Desde su constitución como Nación Independiente, hace poco más de 200 años, cada letra de la historia de México ha sido escrita con sangre. Su devenir ha estado caracterizado por la violencia, sobre todo aquella que se ha gestado desde el desdoro, la traición, la indignación y la pobreza que –desgraciadamente– se ha extendido como un cáncer pernicioso que paulatinamente va matando la esperanza por un futuro próspero y digno. Ciertamente han habido
avances y desarrollo, es imposible negarlo, pero igualmente cierto es que esto se ha logrado gracias a la determinación, tesón y compromiso de muchos hombres y mujeres que han brindado su vida a favor del bien público y de las mejores causas en beneficio de quienes nos llamamos mexicanos
Indudablemente México tiene una historia que, aunque breve en comparación con otras naciones del orbe, ha estado colmada de avatares, ajetreos y movimientos violentos: un nacimiento doloroso concluido con un acuerdo en 1821; una adolescencia tórrida y difícil con el surgimiento de su Constitución liberal y una adultez caracterizada por la reivindicación de la sociedad y del reconocimiento de los derechos de clase y el fortalecimiento.

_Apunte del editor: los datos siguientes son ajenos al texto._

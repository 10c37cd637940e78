use burn::prelude::*;

use crate::{
    checkpoint::{child, ParameterShapes},
    error::ConfigurationError,
};

use super::{
    order::LayerOrder,
    single_conv::{SingleConv, SingleConvConfig},
};

/// Input and output channels of the two sub-layers of a [`DoubleConv`].
#[derive(Debug, Clone, Copy, PartialEq, Eq)]
pub struct ChannelPlan {
    pub conv1: [usize; 2],
    pub conv2: [usize; 2],
}

impl ChannelPlan {
    /// Widening blocks (encoder path) reach `out_channels / 2` first, narrowing
    /// blocks (decoder path) drop to `out_channels` straight away.
    pub fn new(in_channels: usize, out_channels: usize) -> Self {
        if in_channels < out_channels {
            let mid = out_channels / 2;
            Self {
                conv1: [in_channels, mid],
                conv2: [mid, out_channels],
            }
        } else {
            Self {
                conv1: [in_channels, out_channels],
                conv2: [out_channels, out_channels],
            }
        }
    }
}

/// Two consecutive [`SingleConv`] sub-layers.
#[derive(Module, Debug)]
pub struct DoubleConv<B: Backend> {
    conv1: SingleConv<B>,
    conv2: SingleConv<B>,
}

impl<B: Backend> DoubleConv<B> {
    pub fn forward(&self, x: Tensor<B, 5>) -> Tensor<B, 5> {
        let x = self.conv1.forward(x);
        self.conv2.forward(x)
    }

    pub fn in_channels(&self) -> usize {
        self.conv1.in_channels()
    }

    pub fn out_channels(&self) -> usize {
        self.conv2.out_channels()
    }

    pub fn plan(&self) -> ChannelPlan {
        ChannelPlan {
            conv1: [self.conv1.in_channels(), self.conv1.out_channels()],
            conv2: [self.conv2.in_channels(), self.conv2.out_channels()],
        }
    }

    pub fn weight_shapes(&self) -> [[usize; 5]; 2] {
        [self.conv1.weight_shape(), self.conv2.weight_shape()]
    }

    pub fn conv1(&self) -> &SingleConv<B> {
        &self.conv1
    }

    pub fn conv2(&self) -> &SingleConv<B> {
        &self.conv2
    }
}

impl<B: Backend> ParameterShapes for DoubleConv<B> {
    fn parameter_shapes(&self, prefix: &str, out: &mut Vec<(String, Vec<usize>)>) {
        self.conv1.parameter_shapes(&child(prefix, "conv1"), out);
        self.conv2.parameter_shapes(&child(prefix, "conv2"), out);
    }
}

#[derive(Config, Debug)]
pub struct DoubleConvConfig {
    in_channels: usize,
    out_channels: usize,
    order: LayerOrder,
    num_groups: usize,
}

impl DoubleConvConfig {
    pub fn plan(&self) -> ChannelPlan {
        ChannelPlan::new(self.in_channels, self.out_channels)
    }

    pub fn init<B: Backend>(&self, device: &B::Device) -> Result<DoubleConv<B>, ConfigurationError> {
        let plan = self.plan();
        let [in1, out1] = plan.conv1;
        let [in2, out2] = plan.conv2;

        Ok(DoubleConv {
            conv1: SingleConvConfig::new(in1, out1, self.order.clone(), self.num_groups)
                .with_pos(1)
                .init(device)?,
            conv2: SingleConvConfig::new(in2, out2, self.order.clone(), self.num_groups)
                .with_pos(2)
                .init(device)?,
        })
    }
}
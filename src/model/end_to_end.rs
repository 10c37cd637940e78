use burn::prelude::*;

use crate::{
    activation::Mode,
    checkpoint::{self, child, CheckpointSource, Checkpointed, ParameterShapes, TrainingState},
    error::ConfigurationError,
};

use super::{
    DistanceTransformUNet3d, DistanceTransformUNet3dConfig, NetworkInput, TagsUNet3d,
    TagsUNet3dConfig,
};

/// A [`TagsUNet3d`] whose direction fields feed a [`DistanceTransformUNet3d`].
#[derive(Module, Debug)]
pub struct EndToEndUNet3d<B: Backend> {
    tags_net: TagsUNet3d<B>,
    dt_net: DistanceTransformUNet3d<B>,
}

impl<B: Backend> EndToEndUNet3d<B> {
    /// `mode` governs both networks; only the distance-transform output is
    /// affected by it.
    pub fn forward(&self, input: impl Into<NetworkInput<B>>, mode: Mode) -> crate::Result<Tensor<B, 5>> {
        let fields = self.tags_net.forward(input, mode)?;
        self.dt_net.forward(fields, mode)
    }

    pub fn tags_net(&self) -> &TagsUNet3d<B> {
        &self.tags_net
    }

    pub fn dt_net(&self) -> &DistanceTransformUNet3d<B> {
        &self.dt_net
    }

    /// Restore both networks from one checkpoint of the whole pipeline.
    pub fn load_checkpoint(
        self,
        source: &CheckpointSource,
        device: &B::Device,
    ) -> crate::Result<(Self, TrainingState)> {
        Ok(checkpoint::restore::<B, _>(self, source, device)?)
    }
}

impl<B: Backend> ParameterShapes for EndToEndUNet3d<B> {
    fn parameter_shapes(&self, prefix: &str, out: &mut Vec<(String, Vec<usize>)>) {
        self.tags_net.parameter_shapes(&child(prefix, "tags_net"), out);
        self.dt_net.parameter_shapes(&child(prefix, "dt_net"), out);
    }
}

impl<B: Backend> Checkpointed<B> for EndToEndUNet3d<B> {
    fn pytorch_key_remaps(&self) -> Vec<(String, String)> {
        let mut remaps = self.tags_net.scoped_key_remaps("tags_net.");
        remaps.extend(self.dt_net.scoped_key_remaps("dt_net."));
        remaps
    }
}

/// Both sub-networks, each optionally restored from its own pre-trained
/// checkpoint while the pipeline is assembled.
#[derive(Config, Debug)]
pub struct EndToEndUNet3dConfig {
    pub tags: TagsUNet3dConfig,
    pub distance_transform: DistanceTransformUNet3dConfig,
    pub tags_checkpoint: Option<CheckpointSource>,
    pub distance_transform_checkpoint: Option<CheckpointSource>,
}

impl EndToEndUNet3dConfig {
    pub fn init<B: Backend>(&self, device: &B::Device) -> crate::Result<EndToEndUNet3d<B>> {
        let produced = self.tags.out_channels * self.tags.output_heads;
        let expected = self.distance_transform.in_channels;
        if produced != expected {
            return Err(ConfigurationError::PipelineChannels { produced, expected }.into());
        }

        let mut tags_net = self.tags.init(device)?;
        if let Some(source) = &self.tags_checkpoint {
            let (restored, state) = tags_net.load_checkpoint(source, device)?;
            tracing::info!(epoch = ?state.epoch, "loaded pre-trained tags network");
            tags_net = restored;
        }

        let mut dt_net = self.distance_transform.init(device)?;
        if let Some(source) = &self.distance_transform_checkpoint {
            let (restored, state) = dt_net.load_checkpoint(source, device)?;
            tracing::info!(epoch = ?state.epoch, "loaded pre-trained distance-transform network");
            dt_net = restored;
        }

        Ok(EndToEndUNet3d { tags_net, dt_net })
    }
}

Hoy nuestro país atraviesa por una nueva fase de violencia que está muy lejos de tener orígenes en pugnas ideológicas, prebendas políticas o metas de desarrollo y anhelos de bienestar general. Vivimos tiempos en los que la ley es sólo un referente para saber que algo está mal, la delincuencia se apodera de los caminos y las comunidades más depauperadas del territorio, lo antisocial domina el devenir de las sociedad, las instituciones tienen una severa crisis de legitimación, al tiempo que, escudados en el “laissez faire, laissez passer”, se permite y se tolera que la voracidad de los mercados ensanchen las diferencias entre quienes lo tienen todo y quienes carecen de lo más elemental para una subsistencia digna, mientras que nos enfrentamos “todos-contra-todos” en una lucha fratricida, en la que se impone la ley del más fuerte, todo ello en un marco de depresión generalizada ocasionado por la insensibilidad de los gobernantes que desatienden sus funciones públicas.
Así es nuestra realidad. Debemos atenderla y solucionar los problemas que esta situación nos impone. Para ello es indispensable que dejemos atrás el individualismo cínico que se nos ha impuesto para abrir las puertas a una visión solidaria y de comunidad que, a lo largo de la historia nos ha permitido desarrollarnos y evolucionar como sociedad. No podemos – ni debemos– esperar que llegue algún nuevo “cacique”, con aspiraciones de “deidad”, a salvarnos del destino que hemos construido a base de egoísmo e incredulidad. Debemos retomar el rumbo de la comunidad, la solidaridad y –aunque suene cursi– de la fraternidad que sirvió de fundamento para el desarrollo de ese movimiento emancipador que brinda el liberalismo social.